## TASK OBJECTIVE
Set each line of the data down exactly, please.

## LISTED ENTRIES
★ ★ ★ ★ ★

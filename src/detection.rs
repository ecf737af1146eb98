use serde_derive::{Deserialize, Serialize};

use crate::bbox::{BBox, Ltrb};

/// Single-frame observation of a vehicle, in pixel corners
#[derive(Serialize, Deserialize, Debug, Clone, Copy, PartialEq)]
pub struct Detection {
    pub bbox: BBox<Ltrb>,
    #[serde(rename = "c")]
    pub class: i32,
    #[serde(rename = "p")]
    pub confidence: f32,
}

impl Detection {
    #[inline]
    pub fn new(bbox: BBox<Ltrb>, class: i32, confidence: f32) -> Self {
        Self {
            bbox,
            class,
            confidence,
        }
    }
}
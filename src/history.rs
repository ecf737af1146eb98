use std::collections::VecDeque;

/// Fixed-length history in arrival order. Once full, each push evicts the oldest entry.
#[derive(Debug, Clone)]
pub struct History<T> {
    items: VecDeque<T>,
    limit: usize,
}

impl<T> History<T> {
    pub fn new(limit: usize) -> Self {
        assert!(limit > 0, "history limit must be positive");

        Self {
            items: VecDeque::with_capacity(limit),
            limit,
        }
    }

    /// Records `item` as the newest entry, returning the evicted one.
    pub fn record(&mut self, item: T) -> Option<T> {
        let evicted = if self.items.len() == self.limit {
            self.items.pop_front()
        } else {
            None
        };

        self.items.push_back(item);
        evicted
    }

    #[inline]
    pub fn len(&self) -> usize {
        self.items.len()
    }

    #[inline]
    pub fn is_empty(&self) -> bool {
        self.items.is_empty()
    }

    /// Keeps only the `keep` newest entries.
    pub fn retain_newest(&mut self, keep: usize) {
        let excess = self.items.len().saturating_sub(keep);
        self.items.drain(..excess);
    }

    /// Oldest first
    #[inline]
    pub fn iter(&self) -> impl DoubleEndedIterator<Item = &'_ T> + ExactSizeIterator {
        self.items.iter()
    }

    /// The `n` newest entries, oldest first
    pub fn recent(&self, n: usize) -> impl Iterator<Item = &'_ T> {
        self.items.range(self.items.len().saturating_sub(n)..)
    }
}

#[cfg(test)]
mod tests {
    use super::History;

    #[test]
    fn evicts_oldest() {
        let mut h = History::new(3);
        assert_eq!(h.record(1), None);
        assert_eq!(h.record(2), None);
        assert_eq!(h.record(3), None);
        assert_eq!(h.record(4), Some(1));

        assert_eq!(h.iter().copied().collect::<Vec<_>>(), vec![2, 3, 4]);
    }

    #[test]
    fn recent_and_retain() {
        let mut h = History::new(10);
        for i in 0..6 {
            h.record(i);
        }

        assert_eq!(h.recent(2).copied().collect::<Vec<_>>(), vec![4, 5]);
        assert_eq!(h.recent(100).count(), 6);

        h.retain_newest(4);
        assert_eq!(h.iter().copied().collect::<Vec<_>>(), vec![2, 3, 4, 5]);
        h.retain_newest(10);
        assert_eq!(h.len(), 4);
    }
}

★ ★ ★ ★ ★

## OUTPUT OF THE TASK
filename src/detection.rs
repository ecf737af1146eb98
use serde_derive::{Deserialize, Serialize};

use crate::bbox::{BBox, Ltrb};

/// Single-frame observation of a vehicle, in pixel corners
#[derive(Serialize, Deserialize, Debug, Clone, Copy, PartialEq)]
pub struct Detection {
    pub bbox: BBox<Ltrb>,
    #[serde(rename = "c")]
    pub class: i32,
    #[serde(rename = "p")]
    pub confidence: f32,
}

impl Detection {
    #[inline]
    pub fn new(bbox: BBox<Ltrb>, class: i32, confidence: f32) -> Self {
        Self {
            bbox,
            class,
            confidence,
        }
    }
}
filename src/history.rs
repository ecf737af1146eb98
use std::collections::VecDeque;

/// Fixed-length history in arrival order. Once full, each push evicts the oldest entry.
#[derive(Debug, Clone)]
pub struct History<T> {
    items: VecDeque<T>,
    limit: usize,
}

impl<T> History<T> {
    pub fn new(limit: usize) -> Self {
        assert!(limit > 0, "history limit must be positive");

        Self {
            items: VecDeque::with_capacity(limit),
            limit,
        }
    }

    /// Records `item` as the newest entry, returning the evicted one.
    pub fn record(&mut self, item: T) -> Option<T> {
        let evicted = if self.items.len() == self.limit {
            self.items.pop_front()
        } else {
            None
        };

        self.items.push_back(item);
        evicted
    }

    #[inline]
    pub fn len(&self) -> usize {
        self.items.len()
    }

    #[inline]
    pub fn is_empty(&self) -> bool {
        self.items.is_empty()
    }

    /// Keeps only the `keep` newest entries.
    pub fn retain_newest(&mut self, keep: usize) {
        let excess = self.items.len().saturating_sub(keep);
        self.items.drain(..excess);
    }

    /// Oldest first
    #[inline]
    pub fn iter(&self) -> impl DoubleEndedIterator<Item = &'_ T> + ExactSizeIterator {
        self.items.iter()
    }

    /// The `n` newest entries, oldest first
    pub fn recent(&self, n: usize) -> impl Iterator<Item = &'_ T> {
        self.items.range(self.items.len().saturating_sub(n)..)
    }
}

#[cfg(test)]
mod tests {
    use super::History;

    #[test]
    fn evicts_oldest() {
        let mut h = History::new(3);
        assert_eq!(h.record(1), None);
        assert_eq!(h.record(2), None);
        assert_eq!(h.record(3), None);
        assert_eq!(h.record(4), Some(1));

        assert_eq!(h.iter().copied().collect::<Vec<_>>(), vec![2, 3, 4]);
    }

    #[test]
    fn recent_and_retain() {
        let mut h = History::new(10);
        for i in 0..6 {
            h.record(i);
        }

        assert_eq!(h.recent(2).copied().collect::<Vec<_>>(), vec![4, 5]);
        assert_eq!(h.recent(100).count(), 6);

        h.retain_newest(4);
        assert_eq!(h.iter().copied().collect::<Vec<_>>(), vec![2, 3, 4, 5]);
        h.retain_newest(10);
        assert_eq!(h.len(), 4);
    }
}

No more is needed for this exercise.